Twitter’s pending implosion

By R. S. Doiel, 2022-11-11

It looks like Twitter continues to implode as layoffs and resignations continue. If bankers, investors and lenders call in the loans bankruptcy appears to be possible. So what’s next?

The problem

Twitter has been troubled for some time. The advertising model corrodes content. Twitter is effectively a massive RSS-like distribution system. It has stagnated as the APIs became more restrictive. The Advertising Business Model via Ad-tech encourages decay regardless of system. Non-Twitter examples include commercial search engines (e.g. Google, Bing et el). Their usefulness usefulness declines over time. I believe this due to the increase in “noise” in the signal. The “noise” is driven be business models. That usually boils down to content who’s function is to attract your attention so it can be sold for money. A corollary is fear based journalism. That has even caught the attention of a Pope. Not fun.

I suspect business models don’t encourage great content. Business models are generally designed to turn a profit. They tend to get refined and tuned to that purpose. The evolution of Twitter and Google’s search engine would make good case studies in that regard.

A small hope

I don’t know what is next but I know what I find interesting. I’ve looked at Mastodon a number of times. It’s not going away but the W3C activity pub spec is horribly complex. Complexity slows adoption. It reminds me of SGML. Conceptually interesting but in practice was too heavy. It did form inspiration for HTML though, and that has proven successful. What gives me hope is that Mastodon has survived. I think casting a wide net is interesting. The wider net is something I’ve heard called the “small web”.

The small web

For a number of years there has been a slowly growing “small web” movement. I think it is relatively new term, I didn’t find it in Wikipedia when I looked today. As I see it the “small web” has been driven by a number of things. It is not a homogeneous movement but rather a collection of various efforts and communities. I think it likely to continue to evolve. At times evolve rapidly. Perhaps it will coalesce at some point. Here’s what appears to me to be the common motivations as of 2022-11-11.

The “small web” is a term I’ve seen pop up in Gopherspace, among people who promote Gemini, Micro blogging and in the Public Access Unix communities.”small web” as a term does not return useful results in the commercial search engines I’ve checked. Elements seem to be part of DWeb which Mozilla is championing. Curiously in spite of the hype and marketing I don’t see “small web” in web 3.0. I think blockchain has proven environmentally dangerous and tends to compile down to various forms of grift.

Small web

What does “small web” mean to me? I think it means

I think the “small web” already exists. Examples include readable personal websites hosted as “static pages” via GitHub and S3 buckets are a good examples of prior art in a “small web”. Gopherspace is a good example of the “small web”. I think the various tilde communities hosted on Public Access Unix are examples. Even the venerable “bloggosphere” of Wordpress and the newer Micro.blog is evidence that the “small web” already is hear. Dave Winer’s Feedland is a good example of innovation in the “small web” happen today. Yarn.social built on twtxt file format is very promising. I would argue right now the “small web” is the internet that already exists outside the walled gardens of Google, Meta/Facebook, Twitter, TikTok, Pinterest, Slack, Trello, Discord, etc.

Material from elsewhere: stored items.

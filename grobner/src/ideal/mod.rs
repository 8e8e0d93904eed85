mod buchberger;
mod ideal;

pub use buchberger::*;
pub use ideal::*;
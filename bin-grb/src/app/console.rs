use std::fmt::Display;
use std::io::{BufRead, Write};
use std::panic::AssertUnwindSafe;
use std::str::FromStr;
use itertools::Itertools;
use log::{debug, info};
use grobner::{Field, FieldOps, Ideal, MonoOrd, Poly};
use grobner::io::{Parser, StrPrinter};
use super::err::*;
use super::utils::*;

const HEADER: &str = "\
IDEAL MEMBERSHIP SOLVER
Enter \"help\" for instructions, or \"quit\" to exit.
";

const PROMPT: &str = ">>";

/// Reads one command per line and answers it, 
/// keeping the current ideal between commands.
pub struct Console<R>
where R: Field, for<'x> &'x R: FieldOps<R> {
    parser: Parser,
    printer: StrPrinter,
    ideal: Ideal<R>,
    quiet: bool,
    quit: bool,
}

impl<R> Console<R>
where 
    R: Field + FromStr, 
    R::Err: Into<grobner::Error>,
    for<'x> &'x R: FieldOps<R> 
{
    pub fn new<S>(vars: &[S], ord: MonoOrd, quiet: bool) -> Result<Self, grobner::Error>
    where S: AsRef<str> { 
        let parser = Parser::new(vars)?;
        let printer = StrPrinter::new(parser.vars().clone());
        let ideal = Ideal::new(vec![], ord);
        Ok(Self { parser, printer, ideal, quiet, quit: false })
    }

    #[cfg(test)]
    pub fn ideal(&self) -> &Ideal<R> { 
        &self.ideal
    }

    pub fn is_running(&self) -> bool { 
        !self.quit
    }

    pub fn header(&self) -> String { 
        if self.quiet { 
            String::new()
        } else { 
            format!("{HEADER}{PROMPT}")
        }
    }

    /// Processes a line and returns the response, followed by the prompt 
    /// unless the console has quit.
    pub fn dispatch(&mut self, line: &str) -> String { 
        let line = line.trim();
        let (cmd, arg) = match line.split_once(char::is_whitespace) { 
            Some((cmd, arg)) => (cmd, arg.trim()),
            None => (line, "")
        };

        debug!("cmd: '{cmd}', arg: '{arg}'");

        let mut output = match cmd { 
            "" => String::new(),
            "quit" => { 
                self.quit = true;
                String::new()
            },
            "help" => help_text(&self.ideal.ordering()),
            "ideal" | "member" | "reduce" | "order" | "basis" => { 
                let (res, time) = measure(|| 
                    guard_panic(AssertUnwindSafe(|| self.exec(cmd, arg)))
                );
                info!("{cmd}: {time:?}");
                match res { 
                    Ok(s) => format!("{s}\n"),
                    Err(e) => format!("Error: {e}\n")
                }
            },
            _ => format!("Unknown command {cmd}\n")
        };

        if !self.quit && !self.quiet { 
            output.push_str(PROMPT);
        }

        output
    }

    fn exec(&mut self, cmd: &str, arg: &str) -> Result<String, Box<dyn std::error::Error>> { 
        match cmd { 
            "ideal"  => self.set_ideal(arg),
            "member" => self.is_member(arg),
            "reduce" => self.reduce(arg),
            "order"  => self.set_ordering(arg),
            "basis"  => Ok(self.ideal_string()),
            _ => err!("Unknown command {cmd}")
        }
    }

    fn parse(&self, s: &str) -> Result<Poly<R>, Box<dyn std::error::Error>> { 
        ensure!(!s.trim().is_empty(), "polynomial is missing.");
        let p = self.parser.parse(s)?;
        Ok(p)
    }

    fn set_ideal(&mut self, arg: &str) -> Result<String, Box<dyn std::error::Error>> { 
        let gens: Vec<_> = if arg.is_empty() { 
            vec![]
        } else { 
            arg.split(',').map(|s| self.parse(s)).try_collect()?
        };

        info!("gens: {}", gens.iter().join(", "));

        self.ideal = Ideal::new(gens, self.ideal.ordering());
        Ok(self.ideal_string())
    }

    fn is_member(&self, arg: &str) -> Result<String, Box<dyn std::error::Error>> { 
        let p = self.parse(arg)?;
        Ok(self.ideal.is_member(&p).to_string())
    }

    fn reduce(&mut self, arg: &str) -> Result<String, Box<dyn std::error::Error>> { 
        let p = self.parse(arg)?;
        let ord = self.ideal.ordering();
        let r = self.ideal.reduce(&p);
        Ok(r.to_string_with(&mut self.printer, Some(&ord)))
    }

    fn set_ordering(&mut self, arg: &str) -> Result<String, Box<dyn std::error::Error>> { 
        let ord = if arg.is_empty() { 
            None
        } else { 
            Some(arg.parse::<MonoOrd>()?)
        };
        self.ideal.set_ordering(ord)?;
        Ok(self.ideal_string())
    }

    fn ideal_string(&mut self) -> String { 
        format!("I := {}", self.ideal.to_string_with(&mut self.printer))
    }

    /// Runs until `quit` or the end of `input`.
    pub fn run<In, Out>(&mut self, input: In, mut output: Out) -> std::io::Result<()>
    where In: BufRead, Out: Write { 
        write!(output, "{}", self.header())?;
        output.flush()?;

        for line in input.lines() { 
            let res = self.dispatch(&line?);
            write!(output, "{res}")?;
            output.flush()?;

            if !self.is_running() { 
                break
            }
        }

        if self.is_running() && !self.quiet { 
            writeln!(output)?;
        }

        Ok(())
    }
}

fn help_text<O>(ord: &O) -> String
where O: Display { 
    let text = "
Solves the ideal membership problem for polynomials with rational coefficients.
Polynomials should be entered in standard form (1/2*x^2 + x*y + 1/2*y^2, not 1/2*(x+y)^2).

COMMANDS:

help
Display this help menu.

ideal p1, p2, ...
Set the generators of the ideal and print its reduced Grobner basis.
Example:
>>ideal x*y - x, x^2 - y
I := ( y - x^2 , x^3 - x )

member p
Print true if p is in the ideal. Otherwise, print false.
Example:
>>member x^3*y - x*y
true

reduce p
Print the reduction of p by the ideal.
Example:
>>reduce y + x
x^2 + x

order lex|deglex|degrevlex
Switch the term order and recompute the basis.

basis
Print the current basis.

quit
Quits the application.
";
    format!("{text}\nCurrent term order: {ord}\n\n")
}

I think it is significant that the “small web” existed before the Pandemic. It continued to thrive during it. It is likely to evolve beyond it. The pending shift has already happening as it is already populated by “early adopters” and appears to be growing into larger community participation. For the “main stream” it is waiting to be “discovered” or perhaps “re-discovered” depending on your point of view.

How do you participate?

You may already be participating in the “small web”. Do you blog? Do your read feeds? Do you use a non-soloed social media platform like Mastodon? Do you use Gopher? The “small web” is defined by choice and is characterized by simplicity. It is a general term. You’re the navigator not an algorithm tuned to tune someone a profit. If you are not sure where to start you can join a communities like sdf.org and get started there. You can explore Gopherspace via a WWW proxy. You can create a static website and host a twtxt file on GitHub or a Yarn Pod. You can create a site via Micro.blog or Feedland. You can blog. You can read RSS feeds or read twtxt feed with twtxt, twet or yarn.social. You participate by stepping outside the walled gardens and seeing the larger “Internet”.

I think the important thing is to realize the alternatives are already here, you don’t need to wait for invention, invitation or permission. You can move beyond the silos today. You don’t need to have your attention captured then bought and sold. It’s not so much a matter of “giving up” a silo but rather stepping outside one and breathing some fresh air.